Os dois surtos recentes de febre amarela que aconteceram no Brasil, com pouco mais de 2 mil casos confirmados e 850 mortes entre julho de 2016 e junho deste ano, foram os maiores do País em cem anos e levantaram a suspeita de que poderia ter voltado a ocorrer a transmissão urbana da doença. Mas uma ampla pesquisa que investigou, do ponto de vista genético e epidemiológico, as origens do surto bate o martelo: o que vimos no País ainda é a febre amarela silvestre.
O trabalho publicado na edição desta semana da revista Science revela que o surto emergiu em macacos em Minas Gerais no final de julho de 2016, com vírus que migraram das regiões Norte ou Centro-Oeste para a Sudeste. Os pesquisadores estimam que eles chegaram possivelmente com a ajuda de atividades humanas, como transporte de mosquito em carros e tráfico ilegal de macacos.
A pesquisa, liderada por cientistas da Universidade de Oxford, na Inglaterra, e da Fiocruz, aponta que uma linhagem do vírus se espalhou no ciclo silvestre entre primatas não humanos sem ser percebida em 2016, saltando para populações humanas no início de 2017 em Minas.
Com análises genéticas, epidemiológicas e espaciais do surto, eles observaram que a partir do momento em que os casos foram identificados em macacos, os casos humanos apareciam cerca de quatro dias depois, o que corrobora a noção de que os macacos são mesmo sentinelas da febre amarela.
O pesquisador português Nuno Faria, do programa de genômica de pandemias de Oxford, primeiro autor do trabalho, explica que esse intervalo de tempo estimado tem como ponto de partida o momento em que se notam os macacos mortos. Mas o vírus provavelmente começou a circular entre os animais muito antes. Assim como ocorre em humanos, também podem ocorrer vários casos assintomáticos em macacos, apesar de não se saber a proporção disso.
“A gente não tem como dizer que o primeiro caso infectado foi o primeiro caso diagnosticado. Não temos a relação entre macacos que foram infectados e morreram. Assim como não podemos dizer que o primeiro caso humano identificado foi o primeiro do surto. Mas isso é importante porque mostra que a febre amarela está se manifestando no meio silvestre”, afirma Luiz Alcântara, da Fiocruz, colíder do trabalho.
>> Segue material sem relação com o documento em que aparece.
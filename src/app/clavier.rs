// src/app/clavier.rs
//
// Clavier — une touche = une action sur le moteur
// ------------------------------------------------
// - Chiffres / point / ans / signe / MR : valeurs (remplissent une case si possible)
// - Fonctions : gabarits à cases, variante SHIFT (sin -> sin⁻¹, log -> ×10ⁿ, x² -> √, √ -> x³)
// - SHIFT retombe après toute touche de fonction
// - M+ / M- : évaluent le tampon ; la mémoire ne bouge que sur succès

use tracing::trace;

use super::etat::{EtatMoteur, Moteur};
use crate::noyau::evaluer;
use crate::noyau::jetons::{Gabarit, ANS};
use crate::noyau::tampon::{Direction, Saisie};
use crate::noyau::trig::TrigFn;

const CHIFFRES: [&str; 10] = ["0", "1", "2", "3", "4", "5", "6", "7", "8", "9"];

#[derive(Clone, Copy, Debug, PartialEq, Eq)]
pub enum Operateur {
    Plus,
    Moins,
    Fois,
    Divise,
}

impl Operateur {
    pub fn glyphe(self) -> &'static str {
        match self {
            Operateur::Plus => "+",
            Operateur::Moins => "-",
            Operateur::Fois => "×",
            Operateur::Divise => "÷",
        }
    }
}

#[derive(Clone, Copy, Debug, PartialEq, Eq)]
pub enum Fonction {
    Sin,
    Cos,
    Tan,
    Log,
    Ln,
    Carre,
    Racine,
    Exp10,
    Factorielle,
    Pourcent,
}

impl Fonction {
    /// Ce que la touche insère, selon l’état SHIFT.
    pub fn saisie(self, shift: bool) -> Saisie<'static> {
        let trig = |f: TrigFn| {
            let f = if shift { f.reciproque() } else { f };
            Saisie::Gabarit(Gabarit::Trig(f))
        };

        match (self, shift) {
            (Fonction::Sin, _) => trig(TrigFn::Sin),
            (Fonction::Cos, _) => trig(TrigFn::Cos),
            (Fonction::Tan, _) => trig(TrigFn::Tan),
            (Fonction::Log, false) => Saisie::Gabarit(Gabarit::Log),
            (Fonction::Log, true) | (Fonction::Exp10, _) => Saisie::Gabarit(Gabarit::Exp10),
            (Fonction::Carre, false) => Saisie::Gabarit(Gabarit::Carre),
            (Fonction::Carre, true) | (Fonction::Racine, false) => Saisie::Gabarit(Gabarit::Racine),
            (Fonction::Racine, true) => Saisie::Gabarit(Gabarit::Cube),
            (Fonction::Ln, _) => Saisie::Gabarit(Gabarit::Ln),
            (Fonction::Factorielle, _) => Saisie::Gabarit(Gabarit::Factorielle),
            (Fonction::Pourcent, _) => Saisie::Texte("%"),
        }
    }
}

#[derive(Clone, Copy, Debug, PartialEq, Eq)]
pub enum Special {
    Shift,
    Egal,
    Ac,
    Del,
    Ans,
    Fraction,
    Signe,
    ParOuvrante,
    ParFermante,
    MPlus,
    MMoins,
    Mr,
    Mc,
}

#[derive(Clone, Copy, Debug, PartialEq, Eq)]
pub enum Touche {
    Chiffre(u8),
    Point,
    Operateur(Operateur),
    Fonction(Fonction),
    Navigation(Direction),
    Special(Special),
}

impl Moteur {
    /// Applique une touche et rend l’état résultant.
    pub fn touche(&mut self, touche: Touche) -> EtatMoteur {
        trace!(?touche, texte = self.tampon.texte(), curseur = self.tampon.curseur(), "touche");

        match touche {
            Touche::Chiffre(d) => {
                let c = CHIFFRES[usize::from(d.min(9))];
                self.tampon.inserer_au_curseur(Saisie::Valeur(c));
            }
            Touche::Point => self.tampon.inserer_au_curseur(Saisie::Valeur(".")),
            Touche::Operateur(op) => self.tampon.inserer_au_curseur(Saisie::Operateur(op.glyphe())),
            Touche::Fonction(f) => {
                let saisie = f.saisie(self.shift);
                self.shift = false;
                self.tampon.inserer_au_curseur(saisie);
            }
            Touche::Navigation(d) => self.tampon.deplacer_curseur(d),
            Touche::Special(s) => return self.special(s),
        }

        self.etat()
    }

    fn special(&mut self, s: Special) -> EtatMoteur {
        match s {
            Special::Shift => self.shift = !self.shift,
            Special::Egal => return self.evaluer(),
            Special::Ac => self.reset(),
            Special::Del => self.tampon.effacer_au_curseur(),
            Special::Ans => self.tampon.inserer_au_curseur(Saisie::Valeur(ANS)),
            Special::Fraction => self.tampon.inserer_au_curseur(Saisie::Gabarit(Gabarit::Fraction)),
            Special::Signe => self.tampon.inserer_au_curseur(Saisie::Valeur("-")),
            Special::ParOuvrante => self.tampon.inserer_au_curseur(Saisie::Texte("(")),
            Special::ParFermante => self.tampon.inserer_au_curseur(Saisie::Texte(")")),
            Special::MPlus | Special::MMoins => {
                if let Ok(x) = evaluer(self.tampon.texte(), &self.ans) {
                    if s == Special::MPlus {
                        self.memoire.ajouter(x);
                    } else {
                        self.memoire.soustraire(x);
                    }
                }
            }
            Special::Mr => {
                let m = self.memoire.lire();
                // négatif entre parenthèses : sinon "2" puis MR(-3) donnerait une soustraction
                let texte = if m < 0.0 { format!("({m})") } else { format!("{m}") };
                self.tampon.inserer_au_curseur(Saisie::Valeur(&texte));
            }
            Special::Mc => self.memoire.effacer(),
        }

        self.etat()
    }
}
“Os surtos trouxeram vários aprendizados que são reforçados pelo estudo. O primeiro é sobre a importância de se manter uma vigilância constante sobre a expansão do vírus entre macacos. Fazer o diagnóstico rápido e seguir os avanços o mais rápido possível é o que vai permitir perceber quais são as áreas onde tem de se ampliar a vacinação”, comenta o pesquisador Renato Souza, do Instituto Adolfo Lutz, um dos autores do trabalho.
Grupo de risco
Outro dado importante é sobre os casos humanos. O trabalho revela que perto dos pontos de origem do surto em Minas, 85% dos infectados eram homens não vacinados, com maior incidência na faixa entre 40 e 49 anos. O curioso é que a maioria vinha de regiões que já tinham uma cobertura vacinal de 80%.
“Esse grupo, composto majoritariamente por trabalhadores rurais com atividades ocupacionais que envolvem contato direto com a floresta, se mostrou o mais afetado pelos surtos de febre amarela. Seria importante focar campanhas de vacinação futuras em grupos de risco com contato direto com áreas silvestres que estão em contato próximo com os vetores principais da febre amarela, os mosquitos Haemagogus e Sabethes”, afirma Faria.
“Esses homens contaminados viviam em média a 5 quilômetros de distância de áreas florestais. O homem tem uma mobilidade maior que a mulher na área rural. Por isso dizemos que a febre amarela é condicionada à mobilidade do ser humano onde tem o mosquito”, complementa Alcântara.
“Depois de chegar a Minas Gerais em julho 2016, o vírus se espalhou rapidamente em populações locais de mosquitos silvestres e primatas não humanos a uma velocidade media de 3,3 km por dia e em direção as grandes cidades de São Paulo e Rio de Janeiro”, diz.
O trabalho publicado nesta quinta-feira, 23, traz o sequenciamento de 62 genomas do vírus que circulou no primeiro surto, entre julho de 2016 e junho de 2017. Agora está sendo preparado um novo estudo, com mais de 200 sequências genéticas, incluindo do vírus que circulou também no Rio de Janeiro e em São Paulo. Os pesquisadores estimam que o padrão de casos observado até agora, que reflete a transmissão silvestre, deve se manter.
A expectativa dos autores é que o conjunto de métodos e técnicas usados no trabalho possam ser aplicados para caracterizar mais rapidamente, em tempo real, futuros surtos no mundo. Seria o primeiro passo para prever quando e onde eles irão surgir, aponta Alcântara.